The second most valuable crypto asset and the leading decentralized open-source blockchain, Ethereum, has filed in their financial report for the first quarter of the year. 2021 has been a remarkable year for the cryptocurrency. The reports, according to Ethereum supporters, proves the digital asset as the world’s foremost programmable money.
According to the results, Ethereum’s network revenue spiked over 200 times within the Q1, hitting over $1.7 billion. The Q1 of the past year wasn’t so remarkable at a stand of $8 million. The transaction volume on the network also increased likewise, over 20 times to be estimated at $713 billion. The daily active addresses on the network also increased to over 71 percent.
The ecosystem results were also impressive stats. The sale of ERC-20 NFT arts spiked another 560 percent with a $396 million net revenue. Decentralized exchange volumes on the network increased 76 times, with a $177 billion revenue. Stablecoin value and wrapped BTC value soared at over five times and 95 times respectively.

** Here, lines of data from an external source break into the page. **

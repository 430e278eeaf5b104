//! 端口抢占
//!
//! 本地容器启动前释放知名端口。只杀策略允许的进程，容器引擎自身的
//! 端口转发进程（docker-proxy 等）永远不动。

use serde::{Deserialize, Serialize};
use std::fmt;
use std::str::FromStr;
use std::sync::Arc;
use std::time::Duration;
use tracing::{debug, info, warn};

use crate::domain::service::Platform;
use crate::infra::command::CommandExecutor;

/// 容器引擎的端口转发进程，持有端口说明容器已经在跑
pub const ENGINE_PROCESSES: &[&str] = &[
    "docker-proxy",
    "com.docker.backend",
    "com.docker.vpnkit",
    "dockerd",
    "vpnkit",
    "wslrelay",
];

/// 杀进程后确认端口释放的次数与间隔
const RELEASE_CHECKS: u32 = 5;
const RELEASE_INTERVAL: Duration = Duration::from_millis(200);

/// 抢占策略
#[derive(Clone, Copy, Debug, PartialEq, Eq, Serialize, Deserialize)]
#[serde(rename_all = "lowercase")]
pub enum PreemptionPolicy {
    /// 只杀 allowlist 中的进程
    Allowlist,
    /// 杀任何非引擎进程
    Any,
    /// 不抢占
    Off,
}

impl FromStr for PreemptionPolicy {
    type Err = String;

    fn from_str(s: &str) -> Result<Self, Self::Err> {
        match s.trim().to_lowercase().as_str() {
            "allowlist" => Ok(PreemptionPolicy::Allowlist),
            "any" => Ok(PreemptionPolicy::Any),
            "off" | "none" => Ok(PreemptionPolicy::Off),
            other => Err(format!("unknown preemption policy: {}", other)),
        }
    }
}

impl fmt::Display for PreemptionPolicy {
    fn fmt(&self, f: &mut fmt::Formatter<'_>) -> fmt::Result {
        let s = match self {
            PreemptionPolicy::Allowlist => "allowlist",
            PreemptionPolicy::Any => "any",
            PreemptionPolicy::Off => "off",
        };
        f.write_str(s)
    }
}

/// 占用端口的进程
#[derive(Clone, Debug, PartialEq, Eq, Serialize)]
pub struct PortHolder {
    pub pid: u32,
    pub name: Option<String>,
}

impl PortHolder {
    pub fn is_engine(&self) -> bool {
        self.name.as_deref().map_or(false, |name| {
            let name = name.to_lowercase();
            ENGINE_PROCESSES.iter().any(|p| name.contains(p))
        })
    }
}

/// 抢占结果
#[derive(Clone, Debug, Default, Serialize)]
pub struct PreemptReport {
    pub port: u16,
    pub killed: Vec<PortHolder>,
    /// 抢占后仍占用端口的非引擎进程
    pub blocking: Vec<PortHolder>,
    /// 引擎自己的转发进程
    pub engine_held: bool,
}

impl PreemptReport {
    pub fn is_blocked(&self) -> bool {
        !self.blocking.is_empty()
    }

    /// 给用户的处理建议
    pub fn remediation(&self) -> String {
        let holders: Vec<String> = self
            .blocking
            .iter()
            .map(|h| format!("{} (pid {})", h.name.as_deref().unwrap_or("unknown"), h.pid))
            .collect();
        format!(
            "port {} is held by {}; stop that process or set CLARA_PORT_PREEMPTION=any to let the agent terminate it",
            self.port,
            holders.join(", ")
        )
    }
}

/// 端口抢占器
pub struct PortPreemptor {
    executor: Arc<dyn CommandExecutor>,
    platform: Platform,
    policy: PreemptionPolicy,
    release_interval: Duration,
}

impl PortPreemptor {
    pub fn new(executor: Arc<dyn CommandExecutor>, platform: Platform, policy: PreemptionPolicy) -> Self {
        Self {
            executor,
            platform,
            policy,
            release_interval: RELEASE_INTERVAL,
        }
    }

    pub fn with_release_interval(mut self, interval: Duration) -> Self {
        self.release_interval = interval;
        self
    }

    pub fn policy(&self) -> PreemptionPolicy {
        self.policy
    }

    /// 查询监听端口的进程；探测命令失败视为无人占用
    pub async fn holders(&self, port: u16) -> Vec<PortHolder> {
        let pids = match self.platform {
            Platform::Win32 => match self.executor.exec("netstat -ano -p tcp", None).await {
                Ok(out) => parse_netstat_pids(&out.stdout, port),
                Err(_) => Vec::new(),
            },
            _ => {
                let cmd = format!("lsof -nP -iTCP:{} -sTCP:LISTEN -t", port);
                match self.executor.exec(&cmd, None).await {
                    Ok(out) => parse_lsof_pids(&out.stdout),
                    Err(_) => Vec::new(),
                }
            }
        };

        let mut holders = Vec::with_capacity(pids.len());
        for pid in pids {
            holders.push(PortHolder {
                pid,
                name: self.process_name(pid).await,
            });
        }
        holders
    }

    async fn process_name(&self, pid: u32) -> Option<String> {
        match self.platform {
            Platform::Win32 => {
                let cmd = format!("tasklist /FI \"PID eq {}\" /FO CSV /NH", pid);
                let out = self.executor.exec(&cmd, None).await.ok()?;
                parse_tasklist_name(&out.stdout)
            }
            _ => {
                let cmd = format!("ps -p {} -o comm=", pid);
                let out = self.executor.exec(&cmd, None).await.ok()?;
                out.stdout_if_success().map(|name| {
                    name.rsplit('/').next().unwrap_or(name).to_string()
                })
            }
        }
    }

    fn may_kill(&self, holder: &PortHolder, allowlist: &[String]) -> bool {
        if holder.is_engine() {
            return false;
        }
        match self.policy {
            PreemptionPolicy::Off => false,
            PreemptionPolicy::Any => true,
            PreemptionPolicy::Allowlist => holder.name.as_deref().map_or(false, |name| {
                let name = name.to_lowercase();
                allowlist.iter().any(|allowed| name.contains(&allowed.to_lowercase()))
            }),
        }
    }

    async fn kill(&self, pid: u32) -> bool {
        let cmd = match self.platform {
            Platform::Win32 => format!("taskkill /F /PID {}", pid),
            _ => format!("kill -9 {}", pid),
        };
        matches!(self.executor.exec(&cmd, None).await, Ok(out) if out.success())
    }

    /// 尽力释放端口
    pub async fn preempt(&self, port: u16, allowlist: &[String]) -> PreemptReport {
        let mut report = PreemptReport {
            port,
            ..Default::default()
        };

        for holder in self.holders(port).await {
            if holder.is_engine() {
                report.engine_held = true;
                continue;
            }
            if self.may_kill(&holder, allowlist) && self.kill(holder.pid).await {
                info!(port = port, pid = holder.pid, name = ?holder.name, "Terminated process holding port");
                report.killed.push(holder);
            } else {
                warn!(port = port, pid = holder.pid, name = ?holder.name, policy = %self.policy, "Port holder left running");
                report.blocking.push(holder);
            }
        }

        if !report.killed.is_empty() {
            let killed: Vec<u32> = report.killed.iter().map(|h| h.pid).collect();
            report.blocking.extend(self.wait_released(port, &killed).await);
        }

        report
    }

    /// 等被杀的进程释放端口，返回超出等待仍在监听的那些
    async fn wait_released(&self, port: u16, killed: &[u32]) -> Vec<PortHolder> {
        let mut lingering = Vec::new();
        for attempt in 1..=RELEASE_CHECKS {
            lingering = self
                .holders(port)
                .await
                .into_iter()
                .filter(|h| !h.is_engine() && killed.contains(&h.pid))
                .collect();
            if lingering.is_empty() {
                return lingering;
            }
            debug!(port = port, attempt, "Killed process still holds port");
            if attempt < RELEASE_CHECKS {
                tokio::time::sleep(self.release_interval).await;
            }
        }
        lingering
    }
}

/// 解析 `lsof -t` 输出（每行一个 pid）
pub fn parse_lsof_pids(stdout: &str) -> Vec<u32> {
    let mut pids: Vec<u32> = stdout
        .lines()
        .filter_map(|l| l.trim().parse().ok())
        .collect();
    pids.sort_unstable();
    pids.dedup();
    pids
}

/// 解析 `netstat -ano`，取本地地址端口匹配且处于 LISTENING 的 pid
pub fn parse_netstat_pids(stdout: &str, port: u16) -> Vec<u32> {
    let suffix = format!(":{}", port);
    let mut pids: Vec<u32> = stdout
        .lines()
        .filter_map(|line| {
            let cols: Vec<&str> = line.split_whitespace().collect();
            if cols.len() < 5 || !cols[0].eq_ignore_ascii_case("tcp") {
                return None;
            }
            if !cols[1].ends_with(&suffix) || !cols[3].eq_ignore_ascii_case("listening") {
                return None;
            }
            cols[4].parse().ok()
        })
        .filter(|pid| *pid != 0)
        .collect();
    pids.sort_unstable();
    pids.dedup();
    pids
}

/// 解析 `tasklist /FO CSV /NH` 的第一列
pub fn parse_tasklist_name(stdout: &str) -> Option<String> {
    let line = stdout.lines().find(|l| l.starts_with('"'))?;
    let name = line.split("\",\"").next()?.trim_matches('"');
    (!name.is_empty()).then(|| name.to_string())
}

#[cfg(test)]
mod tests {
    use super::*;
    use crate::testing::ScriptedExecutor;

    #[test]
    fn test_parse_lsof_pids() {
        assert_eq!(parse_lsof_pids("4121\n4121\n99\n\n"), vec![99, 4121]);
        assert!(parse_lsof_pids("").is_empty());
    }

    #[test]
    fn test_parse_netstat_pids() {
        let out = "\
  Proto  Local Address          Foreign Address        State           PID
  TCP    0.0.0.0:8091           0.0.0.0:0              LISTENING       5120
  TCP    0.0.0.0:80910          0.0.0.0:0              LISTENING       77
  TCP    127.0.0.1:8091         127.0.0.1:50012        ESTABLISHED     5120
  TCP    [::]:8091              [::]:0                 LISTENING       5120
";
        assert_eq!(parse_netstat_pids(out, 8091), vec![5120]);
    }

    #[test]
    fn test_parse_tasklist_name() {
        assert_eq!(
            parse_tasklist_name("\"llama-server.exe\",\"5120\",\"Console\",\"1\",\"812,332 K\"\r\n"),
            Some("llama-server.exe".to_string())
        );
        assert_eq!(parse_tasklist_name("INFO: No tasks are running"), None);
    }

    #[test]
    fn test_engine_holder_detection() {
        let holder = PortHolder { pid: 1, name: Some("docker-proxy".to_string()) };
        assert!(holder.is_engine());
        let holder = PortHolder { pid: 2, name: Some("python3".to_string()) };
        assert!(!holder.is_engine());
    }

    #[tokio::test]
    async fn test_allowlist_policy_kills_only_listed() {
        let exec = Arc::new(
            ScriptedExecutor::new()
                .respond("lsof -nP -iTCP:8091", "300\n301\n")
                .respond("lsof -nP -iTCP:8091", "301\n")
                .respond("ps -p 300", "/usr/local/bin/llama-server\n")
                .respond("ps -p 301", "postgres\n")
                .respond("kill -9 300", ""),
        );
        let preemptor = PortPreemptor::new(exec.clone(), Platform::Linux, PreemptionPolicy::Allowlist);
        let report = preemptor.preempt(8091, &["llama-server".to_string()]).await;

        assert_eq!(report.killed.len(), 1);
        assert_eq!(report.killed[0].pid, 300);
        assert_eq!(report.blocking.len(), 1);
        assert_eq!(report.blocking[0].name.as_deref(), Some("postgres"));
        assert!(!exec.ran("kill -9 301"));
        assert!(report.remediation().contains("postgres (pid 301)"));
    }

    #[tokio::test]
    async fn test_killed_holder_released_after_delay() {
        let exec = Arc::new(
            ScriptedExecutor::new()
                .respond("lsof -nP -iTCP:8091", "300\n")
                .respond("lsof -nP -iTCP:8091", "300\n")
                .respond("lsof -nP -iTCP:8091", "300\n")
                .respond("lsof -nP -iTCP:8091", "")
                .respond("ps -p 300", "llama-server\n")
                .respond("kill -9 300", ""),
        );
        let preemptor = PortPreemptor::new(exec.clone(), Platform::Linux, PreemptionPolicy::Allowlist)
            .with_release_interval(Duration::from_millis(1));
        let report = preemptor.preempt(8091, &["llama-server".to_string()]).await;

        assert_eq!(report.killed.len(), 1);
        assert!(!report.is_blocked());
        assert_eq!(exec.count("lsof"), 4);
    }

    #[tokio::test]
    async fn test_killed_holder_that_never_exits_blocks() {
        let exec = Arc::new(
            ScriptedExecutor::new()
                .respond("lsof -nP -iTCP:8091", "300\n")
                .respond("ps -p 300", "llama-server\n")
                .respond("kill -9 300", ""),
        );
        let preemptor = PortPreemptor::new(exec.clone(), Platform::Linux, PreemptionPolicy::Allowlist)
            .with_release_interval(Duration::from_millis(1));
        let report = preemptor.preempt(8091, &["llama-server".to_string()]).await;

        assert!(report.is_blocked());
        assert_eq!(report.blocking[0].pid, 300);
        assert_eq!(exec.count("lsof"), 1 + RELEASE_CHECKS as usize);
    }

    #[tokio::test]
    async fn test_engine_process_is_never_killed() {
        let exec = Arc::new(
            ScriptedExecutor::new()
                .respond("lsof -nP -iTCP:8091", "42\n")
                .respond("ps -p 42", "docker-proxy\n"),
        );
        let preemptor = PortPreemptor::new(exec.clone(), Platform::Linux, PreemptionPolicy::Any);
        let report = preemptor.preempt(8091, &[]).await;

        assert!(report.engine_held);
        assert!(!report.is_blocked());
        assert!(!exec.ran("kill"));
    }

    #[tokio::test]
    async fn test_off_policy_reports_blocking() {
        let exec = Arc::new(
            ScriptedExecutor::new()
                .respond("lsof -nP -iTCP:8091", "300\n")
                .respond("ps -p 300", "llama-server\n"),
        );
        let preemptor = PortPreemptor::new(exec.clone(), Platform::Linux, PreemptionPolicy::Off);
        let report = preemptor.preempt(8091, &["llama-server".to_string()]).await;
        assert!(report.is_blocked());
        assert!(!exec.ran("kill"));
    }
}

Ethereum’s 2021 Q1 also witnessed other notable highlights aside financial values. The digital asset was added to Visa’s settlement option alongside the USDC. Ethereum’s Metamask wallet recorded a swell of active users in various countries. The Canadian authorities also added to the development by approving four ETFs for buying and trading Ether.
What are People Saying?
The growth of the Ethereum blockchain has received widespread attention. More individuals and institutions are adopting the innovation. Though the major setback is the alarming rate of the network’s gas fees.
Justin Drake, a researcher at the Ethereum Foundation, described Ether as not just money but as “ultra-sound money”. Anthony Sassano, Daily Gwei’s Founder asserted that the on-chain metrics on active addresses and transaction volumes reached its all-time highs.
Ethereum plans to migrate its algorithm from the present Proof of Work to Proof of Stake. The latter will serve to reduce the blockchain’s energy usage by 99 percent.